*Exercise goal*. Write out every entry again exactly as it stands.

────────────────

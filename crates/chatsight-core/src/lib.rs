// SPDX-FileCopyrightText: 2026 Chatsight Contributors
// SPDX-License-Identifier: MIT OR Apache-2.0

//! Core library for the Chatsight conversation-analysis service.
//!
//! This crate provides the foundational trait definitions, error types, and
//! common types used throughout the Chatsight workspace. The storage,
//! resolver, and inference crates implement traits defined here.

pub mod error;
pub mod traits;
pub mod types;

// Re-export key items at crate root for ergonomic imports.
pub use error::ChatsightError;
pub use types::{
    Alert, AlertKind, AnalysisOutcome, AnalysisReport, Chat, ChatMessage, NewAlert,
    ProjectConfig, QueueEntry, Session, SessionStatus,
};

// Re-export all adapter traits at crate root.
pub use traits::{InferenceProvider, ProjectResolver, StoreAdapter, TokenProvider};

────────────────

*Solution to the exercise*.
filename crates/chatsight-core/src/lib.rs
// SPDX-FileCopyrightText: 2026 Chatsight Contributors
// SPDX-License-Identifier: MIT OR Apache-2.0

//! Core library for the Chatsight conversation-analysis service.
//!
//! This crate provides the foundational trait definitions, error types, and
//! common types used throughout the Chatsight workspace. The storage,
//! resolver, and inference crates implement traits defined here.

pub mod error;
pub mod traits;
pub mod types;

// Re-export key items at crate root for ergonomic imports.
pub use error::ChatsightError;
pub use types::{
    Alert, AlertKind, AnalysisOutcome, AnalysisReport, Chat, ChatMessage, NewAlert,
    ProjectConfig, QueueEntry, Session, SessionStatus,
};

// Re-export all adapter traits at crate root.
pub use traits::{InferenceProvider, ProjectResolver, StoreAdapter, TokenProvider};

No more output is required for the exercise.